20090906crumbcake.jpg

I usually scoff at butterphobia, but man, this crumb cake is kind of shocking. It’s marvelous, to be sure, but you need to bake it for a crowd—or run the risk of realizing on day two that your casual nibbling has taken you through an entire stick of butter.

Although Martha Stewart’s Baking Handbook deems this cake “foolproof,” I nearly managed to ruin it: I let the butter for the topping get too warm before cutting it into the dry ingredients, so my crumbs were more like a dense, uniform blanket. It still tasted fantastic (if a bit salty—I would reduce the recommended 1 1/2 teaspoons salt by about half), but be sure to mix up the topping before the butter gets too soft, especially if your kitchen is still summer-hot.
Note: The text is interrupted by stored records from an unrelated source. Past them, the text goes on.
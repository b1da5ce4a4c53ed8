//! Server-Sent Events stream and working-directory watcher.

use std::collections::BTreeSet;
use std::convert::Infallible;
use std::time::Duration;

use axum::extract::State;
use axum::response::sse::{Event, Sse};
use futures::stream::Stream;
use notify::{Event as NotifyEvent, EventKind, PollWatcher, RecursiveMode, Watcher};
use serde::Serialize;
use tokio::sync::broadcast;
use tokio::sync::mpsc;
use tracing::{debug, info, warn};

use crate::state::{AppState, ChangeEvent};

#[derive(Debug, Serialize)]
struct SsePayload {
    #[serde(rename = "type")]
    event_type: &'static str,
    #[serde(skip_serializing_if = "Option::is_none")]
    failed: Option<bool>,
    #[serde(skip_serializing_if = "Option::is_none")]
    new_artifacts: Option<usize>,
    #[serde(skip_serializing_if = "Option::is_none")]
    names: Option<Vec<String>>,
}

impl SsePayload {
    fn bare(event_type: &'static str) -> Self {
        Self {
            event_type,
            failed: None,
            new_artifacts: None,
            names: None,
        }
    }
}

impl From<&ChangeEvent> for SsePayload {
    fn from(event: &ChangeEvent) -> Self {
        match event {
            ChangeEvent::RunStarted => SsePayload::bare("run_started"),
            ChangeEvent::RunFinished {
                failed,
                new_artifacts,
            } => SsePayload {
                failed: Some(*failed),
                new_artifacts: Some(*new_artifacts),
                ..SsePayload::bare("run_finished")
            },
            ChangeEvent::FilesChanged { names } => SsePayload {
                names: Some(names.clone()),
                ..SsePayload::bare("files_changed")
            },
            ChangeEvent::ConfigChanged => SsePayload::bare("config_changed"),
        }
    }
}

/// SSE endpoint handler.
pub async fn events_handler(
    State(state): State<AppState>,
) -> Sse<impl Stream<Item = Result<Event, Infallible>>> {
    let mut rx = state.event_tx.subscribe();

    let stream = async_stream::stream! {
        yield Ok(Event::default().event("connected").data("{}"));

        loop {
            match rx.recv().await {
                Ok(change_event) => {
                    let payload = SsePayload::from(&change_event);
                    if let Ok(json) = serde_json::to_string(&payload) {
                        yield Ok(Event::default().event("change").data(json));
                    }
                }
                Err(broadcast::error::RecvError::Lagged(n)) => {
                    warn!(skipped = n, "SSE client lagged, some events dropped");
                }
                Err(broadcast::error::RecvError::Closed) => {
                    break;
                }
            }
        }
    };

    Sse::new(stream).keep_alive(
        axum::response::sse::KeepAlive::new()
            .interval(Duration::from_secs(15))
            .text("ping"),
    )
}

/// Start the working-directory watcher in a background task.
pub fn start_file_watcher(state: AppState) {
    tokio::spawn(async move {
        if let Err(e) = run_file_watcher(state).await {
            warn!(error = %e, "file watcher failed");
        }
    });
}

async fn run_file_watcher(state: AppState) -> anyhow::Result<()> {
    let (tx, mut rx) = mpsc::channel::<NotifyEvent>(100);

    let mut watcher = PollWatcher::new(
        move |res: Result<NotifyEvent, notify::Error>| {
            if let Ok(event) = res {
                let _ = tx.try_send(event);
            }
        },
        notify::Config::default().with_poll_interval(Duration::from_millis(250)),
    )?;

    watcher.watch(&state.workdir, RecursiveMode::NonRecursive)?;
    info!(path = %state.workdir.display(), "watching working directory");
    let state_dir = state.state_dir();
    if state_dir.exists() {
        watcher.watch(&state_dir, RecursiveMode::NonRecursive)?;
        info!(path = %state_dir.display(), "watching config directory");
    }

    // Batch at a fixed interval so a script writing many files yields one event.
    let mut pending_events: Vec<NotifyEvent> = Vec::new();
    let mut flush_tick = tokio::time::interval(Duration::from_millis(250));
    flush_tick.set_missed_tick_behavior(tokio::time::MissedTickBehavior::Skip);

    loop {
        tokio::select! {
            Some(event) = rx.recv() => {
                pending_events.push(event);
            }
            _ = flush_tick.tick() => {
                if pending_events.is_empty() {
                    continue;
                }
                process_events(&state, &pending_events);
                pending_events.clear();
            }
        }
    }
}

fn process_events(state: &AppState, events: &[NotifyEvent]) {
    let mut names: BTreeSet<String> = BTreeSet::new();
    let mut config_changed = false;
    let config_path = state.config_path();

    for event in events {
        // Only care about create/modify events
        if !matches!(event.kind, EventKind::Create(_) | EventKind::Modify(_)) {
            continue;
        }

        for path in &event.paths {
            if path == &config_path {
                config_changed = true;
            } else if path.parent() == Some(state.workdir.as_path())
                && let Some(name) = path.file_name().and_then(|n| n.to_str())
            {
                names.insert(name.to_string());
            }
        }
    }

    if config_changed {
        debug!("broadcasting config change");
        state.notify(ChangeEvent::ConfigChanged);
    }
    if !names.is_empty() {
        debug!(count = names.len(), "broadcasting file changes");
        state.notify(ChangeEvent::FilesChanged {
            names: names.into_iter().collect(),
        });
    }
}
A small square of crumb cake would be a great dessert at a barbecue or picnic, but you could also start the day with a larger slice and a nice piece of fruit.

Classic Crumb Cake

-makes one 13-by-9-inch cake (16-32 servings)-

Ingredients

4 3/4 sticks unsalted butter, room temperature, and a little more for the pan
5 1/2 cups all-purpose flour
1 teaspoon baking soda
1 teaspoon baking powder
2 teaspoons coarse salt
1 cup granulated sugar
3 large eggs
1 teaspoon vanilla extract
1 1/4 cups sour cream
1 cup packed light brown sugar
1 tablespoon ground cinnamon
Confectioners’ sugar for dusting (optional)

Procedure

1. Preheat the oven to 350°. Generously butter a 13-by-9-inch baking pan. Whisk together 2 1/2 cups flour, baking soda, baking powder, and 1/2 teaspoon salt.

2. Cream 1 1/4 sticks butter and the cup of granulated sugar until light and fluffy (about 4 minutes in a stand mixer fitted with paddle attachment). Add the eggs one at a time, beating until incorporated after each addition. Mix in the vanilla. Add the flour mixture and sour cream; beat just until combined.

3. Make the crumb topping: Whisk together the remaining 3 cups flour, brown sugar, cinnamon and 1 1/2 teaspoons (or perhaps a bit less) salt. Cut in the remaining 3 1/2 sticks butter until large, moist clumps form. (You can also mix the topping in a food processor). Topping can be refrigerated in an airtight container for up to 2 weeks.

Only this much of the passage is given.